## EXERCISE DATA
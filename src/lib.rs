// SPDX-FileCopyrightText: 2026 Bruno Meilick
// SPDX-License-Identifier: LicenseRef-Floorwalk-FreeUse-NoCopy-NoDerivatives
//
// All rights reserved.
//
// This file is part of Floorwalk and is proprietary software.
// Unauthorized copying, modification, or distribution is prohibited.

//! Floorwalk: turns a courier's order manifest into a floor-by-floor delivery route.
//!
//! Recipients are looked up in a persistent employee directory; unknown ones are interviewed for
//! floor and room once and remembered. The MCP server in [`mcp`] is the chat-facing surface.

pub mod desk;
pub mod format;
pub mod mcp;
pub mod model;
pub mod ops;
pub mod render;
pub mod route;
pub mod session;
pub mod store;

## WHAT YOU ARE ASKED TO DO
If a line of the listing above contains "route", pick it out and copy it.

## SOLUTION
//! Floorwalk: turns a courier's order manifest into a floor-by-floor delivery route.
pub mod route;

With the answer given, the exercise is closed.